▶ **Task statement**
The word to look for is "controller". Report every line of the entries below that has it.

(Stored data entries)
────────────────
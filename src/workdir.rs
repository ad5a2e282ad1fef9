//! Working-directory resolution: which course we are in and which exercises a
//! submit command targets.

use std::path::{Component, Path, PathBuf};

use crate::engine::SubmitError;
use crate::manifest::MANIFEST_FILE;
use crate::models::{CourseInfo, Exercise};

/// The directory a command was started from and the course directory above it.
#[derive(Debug, Clone)]
pub struct WorkDir {
    cwd: PathBuf,
    course_dir: Option<PathBuf>,
}

impl WorkDir {
    /// Find the course directory by walking up from `cwd` to the first directory
    /// holding a course manifest.
    pub fn discover(cwd: impl Into<PathBuf>) -> Self {
        let cwd = normalize(&cwd.into());
        let course_dir = cwd
            .ancestors()
            .find(|dir| dir.join(MANIFEST_FILE).is_file())
            .map(Path::to_path_buf);
        Self { cwd, course_dir }
    }

    pub fn cwd(&self) -> &Path {
        &self.cwd
    }

    pub fn course_dir(&self) -> Option<&Path> {
        self.course_dir.as_deref()
    }

    pub fn manifest_path(&self) -> Option<PathBuf> {
        self.course_dir.as_ref().map(|dir| dir.join(MANIFEST_FILE))
    }

    /// Exercise names a path refers to, or `None` when it is not inside the course.
    ///
    /// The course directory itself refers to every exercise present on disk; any
    /// path inside an exercise directory refers to that exercise.
    fn exercises_at(&self, path: &Path, info: &CourseInfo) -> Option<Vec<String>> {
        let course_dir = self.course_dir.as_ref()?;
        let absolute = normalize(&self.cwd.join(path));
        let relative = absolute.strip_prefix(course_dir).ok()?;

        match relative.components().next() {
            None => Some(
                info.course
                    .exercises
                    .iter()
                    .filter(|e| course_dir.join(&e.name).is_dir())
                    .map(|e| e.name.clone())
                    .collect(),
            ),
            Some(Component::Normal(first)) => {
                let name = first.to_str()?;
                let known = info.course.exercise(name).is_some();
                (known && course_dir.join(name).is_dir()).then(|| vec![name.to_string()])
            }
            Some(_) => None,
        }
    }
}

/// Resolve the exercises a submit command targets.
///
/// - no arguments: the current directory must resolve to exactly one exercise
/// - arguments: each must be a path to a known exercise or to the course itself
/// - `only_tested`: every locally tested exercise the server has not marked completed
pub fn select_exercises(
    workdir: &WorkDir,
    info: &CourseInfo,
    args: &[String],
    only_tested: bool,
) -> Result<Vec<Exercise>, SubmitError> {
    if workdir.course_dir().is_none() {
        return Err(SubmitError::NoCourse);
    }

    if only_tested {
        for arg in args {
            workdir
                .exercises_at(Path::new(arg), info)
                .ok_or_else(|| SubmitError::InvalidExercise(arg.clone()))?;
        }
        let tested: Vec<Exercise> = info
            .course
            .exercises
            .iter()
            .filter(|e| info.is_locally_tested(e) && !e.completed)
            .cloned()
            .collect();
        if tested.is_empty() {
            return Err(SubmitError::NoLocallyTested);
        }
        return Ok(tested);
    }

    let mut names: Vec<String> = Vec::new();
    if args.is_empty() {
        let here = workdir.exercises_at(Path::new("."), info).unwrap_or_default();
        if here.len() != 1 {
            return Err(SubmitError::NoExerciseGiven);
        }
        names = here;
    }
    for arg in args {
        let found = workdir
            .exercises_at(Path::new(arg), info)
            .ok_or_else(|| SubmitError::InvalidExercise(arg.clone()))?;
        for name in found {
            if !names.contains(&name) {
                names.push(name);
            }
        }
    }

    let exercises: Vec<Exercise> = names
        .iter()
        .filter_map(|name| info.course.exercise(name).cloned())
        .collect();
    if exercises.is_empty() {
        return Err(SubmitError::NoExercises);
    }
    Ok(exercises)
}

/// Lexically resolve `.` and `..` without touching the file system.
fn normalize(path: &Path) -> PathBuf {
    let mut out = PathBuf::new();
    for component in path.components() {
        match component {
            Component::CurDir => {}
            Component::ParentDir => {
                out.pop();
            }
            other => out.push(other.as_os_str()),
        }
    }
    out
}

#[cfg(test)]
mod tests {
    use std::fs;

    use super::*;
    use crate::models::Course;

    fn course_info() -> CourseInfo {
        CourseInfo::new(Course {
            id: 1,
            name: "java-course".to_string(),
            details_url: "https://example.org/api/v8/core/courses/1".to_string(),
            exercises: vec![
                Exercise::new(1, "part01-ex01"),
                Exercise::new(2, "part01-ex02"),
                Exercise::new(3, "part01-ex03"),
            ],
        })
    }

    /// Course directory with a manifest marker and the first two exercises on disk.
    fn course_dir() -> tempfile::TempDir {
        let dir = tempfile::tempdir().unwrap();
        fs::write(dir.path().join(MANIFEST_FILE), "{}").unwrap();
        fs::create_dir_all(dir.path().join("part01-ex01/src")).unwrap();
        fs::create_dir_all(dir.path().join("part01-ex02")).unwrap();
        dir
    }

    fn names(exercises: &[Exercise]) -> Vec<&str> {
        exercises.iter().map(|e| e.name.as_str()).collect()
    }

    #[test]
    fn discovers_course_from_nested_directory() {
        let dir = course_dir();
        let workdir = WorkDir::discover(dir.path().join("part01-ex01/src"));
        assert_eq!(workdir.course_dir(), Some(dir.path()));
    }

    #[test]
    fn outside_course_is_an_error() {
        let dir = tempfile::tempdir().unwrap();
        let workdir = WorkDir::discover(dir.path());
        let err = select_exercises(&workdir, &course_info(), &[], false).unwrap_err();
        assert!(matches!(err, SubmitError::NoCourse));
    }

    #[test]
    fn no_args_inside_exercise_selects_it() {
        let dir = course_dir();
        let workdir = WorkDir::discover(dir.path().join("part01-ex01/src"));
        let selected = select_exercises(&workdir, &course_info(), &[], false).unwrap();
        assert_eq!(names(&selected), vec!["part01-ex01"]);
    }

    #[test]
    fn no_args_at_course_root_needs_an_argument() {
        let dir = course_dir();
        let workdir = WorkDir::discover(dir.path());
        let err = select_exercises(&workdir, &course_info(), &[], false).unwrap_err();
        assert!(matches!(err, SubmitError::NoExerciseGiven));
    }

    #[test]
    fn args_resolve_relative_to_cwd() {
        let dir = course_dir();
        let workdir = WorkDir::discover(dir.path().join("part01-ex01"));
        let args = vec!["../part01-ex02".to_string(), ".".to_string()];
        let selected = select_exercises(&workdir, &course_info(), &args, false).unwrap();
        assert_eq!(names(&selected), vec!["part01-ex02", "part01-ex01"]);
    }

    #[test]
    fn course_root_argument_selects_exercises_on_disk() {
        let dir = course_dir();
        let workdir = WorkDir::discover(dir.path());
        let selected =
            select_exercises(&workdir, &course_info(), &[".".to_string()], false).unwrap();
        assert_eq!(names(&selected), vec!["part01-ex01", "part01-ex02"]);
    }

    #[test]
    fn unknown_or_missing_exercise_is_invalid() {
        let dir = course_dir();
        let workdir = WorkDir::discover(dir.path());
        for arg in ["part01-ex03", "nope", "../elsewhere"] {
            let err = select_exercises(&workdir, &course_info(), &[arg.to_string()], false)
                .unwrap_err();
            assert_eq!(err.to_string(), format!("Error: {} is not a valid exercise.", arg));
        }
    }

    #[test]
    fn only_tested_selects_uncompleted_locally_tested() {
        let dir = course_dir();
        let workdir = WorkDir::discover(dir.path());
        let mut info = course_info();
        info.local_completed_exercises.insert("part01-ex01".to_string());
        info.local_completed_exercises.insert("part01-ex02".to_string());
        info.course.exercise_mut("part01-ex02").unwrap().completed = true;
        info.course.exercise_mut("part01-ex03").unwrap().locally_tested = true;

        let selected = select_exercises(&workdir, &info, &[], true).unwrap();
        assert_eq!(names(&selected), vec!["part01-ex01", "part01-ex03"]);
    }

    #[test]
    fn only_tested_with_nothing_tested() {
        let dir = course_dir();
        let workdir = WorkDir::discover(dir.path());
        let err = select_exercises(&workdir, &course_info(), &[], true).unwrap_err();
        assert!(matches!(err, SubmitError::NoLocallyTested));
    }
}
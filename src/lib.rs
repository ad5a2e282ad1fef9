//! Command-line client for submitting exercises to a TMC grading server.
//!
//! The [`engine`] submits a batch of exercises, reconciles the local course
//! manifest with the server and collects feedback. The [`client`] module is the
//! HTTP implementation of the grading service it talks to.

pub mod client;
pub mod config;
pub mod console;
pub mod engine;
pub mod manifest;
pub mod models;
pub mod workdir;
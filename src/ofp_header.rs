use std::io::{Cursor, Write};

use byteorder::{BigEndian, ReadBytesExt, WriteBytesExt};
use log::debug;

use crate::error::{truncated, Error, Result};
use crate::openflow0x04::MsgCode;

/// Version byte of every OpenFlow 1.3 message.
pub const OPENFLOW_0_04_VERSION: u8 = 0x04;

/// OpenFlow Header
///
/// The first fields of every OpenFlow message, no matter the protocol version.
/// This is parsed to determine version and length of the remaining message, so that
/// it can be properly handled.
#[derive(Copy, Clone, Debug, PartialEq, Eq)]
pub struct OfpHeader {
    version: u8,
    typ: u8,
    length: u16,
    xid: u32,
}

impl OfpHeader {
    /// Create an `OfpHeader` out of the arguments.
    pub fn new(version: u8, typ: u8, length: u16, xid: u32) -> OfpHeader {
        OfpHeader {
            version,
            typ,
            length,
            xid,
        }
    }

    /// Return the byte-size of an `OfpHeader`.
    pub fn size() -> usize {
        8
    }

    /// Fills a message buffer with the header fields of an `OfpHeader`.
    pub fn marshal<W: Write>(bytes: &mut W, header: OfpHeader) -> Result<()> {
        bytes.write_u8(header.version)?;
        bytes.write_u8(header.typ)?;
        bytes.write_u16::<BigEndian>(header.length)?;
        bytes.write_u32::<BigEndian>(header.xid)?;
        Ok(())
    }

    /// Takes a message buffer starting with an `OfpHeader` and returns the header.
    pub fn parse(buf: &[u8]) -> Result<Self> {
        if buf.len() < Self::size() {
            return Err(Error::malformed(format!(
                "header needs {} bytes, got {}",
                Self::size(),
                buf.len()
            )));
        }
        let mut bytes = Cursor::new(buf);
        let header = OfpHeader {
            version: bytes.read_u8().map_err(truncated("header"))?,
            typ: bytes.read_u8().map_err(truncated("header"))?,
            length: bytes.read_u16::<BigEndian>().map_err(truncated("header"))?,
            xid: bytes.read_u32::<BigEndian>().map_err(truncated("header"))?,
        };
        if header.length() < Self::size() {
            debug!("Header length {} shorter than the header itself", header.length);
            return Err(Error::malformed(format!(
                "header length field {} is below the minimum {}",
                header.length,
                Self::size()
            )));
        }
        Ok(header)
    }

    /// Return the `version` field of a header.
    pub fn version(&self) -> u8 {
        self.version
    }

    /// Return the raw type byte of a header.
    pub fn type_byte(&self) -> u8 {
        self.typ
    }

    /// Return the OpenFlow message type code of a header, if it is one this
    /// version defines.
    pub fn type_code(&self) -> Option<MsgCode> {
        MsgCode::of_int(self.typ)
    }

    /// Return the `length` field of a header. Includes the length of the header itself.
    pub fn length(&self) -> usize {
        self.length as usize
    }

    /// Return the `xid` field of a header, the transaction id associated with this packet.
    ///  Replies use the same id to facilitate pairing.
    pub fn xid(&self) -> u32 {
        self.xid
    }
}
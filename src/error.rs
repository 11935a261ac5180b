use std::io;

use thiserror::Error;

/// Result type for controller-core operations.
pub type Result<T> = std::result::Result<T, Error>;

/// Errors surfaced by the codec, the flow assembler and the correlation layer.
///
/// A barrier that runs out of time is not an error: it is reported as an
/// uncommitted (`false`) outcome.
#[derive(Debug, Error)]
pub enum Error {
    /// Truncated or invalid bytes on the wire.
    #[error("malformed message: {0}")]
    MalformedMessage(String),

    /// Contradictory or unparseable caller data, rejected before transmission.
    #[error("invalid argument: {0}")]
    InvalidArgument(String),

    /// No live connection for this datapath id.
    #[error("switch {0:016x} not found")]
    SwitchNotFound(u64),

    /// Transport write failed.
    #[error("i/o failure: {0}")]
    Io(#[from] io::Error),

    /// A message type reached a path that never expects it.
    #[error("protocol violation: {0}")]
    ProtocolViolation(String),

    /// The switch's inbound correlation queue is at capacity.
    #[error("reply queue for switch {0:016x} is full")]
    QueueFull(u64),

    #[error("configuration error: {0}")]
    Config(String),

    /// The controller was shut down and takes no new sessions.
    #[error("controller is shut down")]
    ShutDown,
}

impl Error {
    pub fn malformed<S: Into<String>>(msg: S) -> Error {
        Error::MalformedMessage(msg.into())
    }

    pub fn invalid<S: Into<String>>(msg: S) -> Error {
        Error::InvalidArgument(msg.into())
    }
}

/// Adapter for `map_err` on reads from a bounded message buffer: running out
/// of bytes means a length field lied.
pub fn truncated(what: &'static str) -> impl Fn(io::Error) -> Error {
    move |e| Error::MalformedMessage(format!("truncated {}: {}", what, e))
}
────────────────
▶ **Task response**
/// Result type for controller-core operations.
    /// The controller was shut down and takes no new sessions.
    #[error("controller is shut down")]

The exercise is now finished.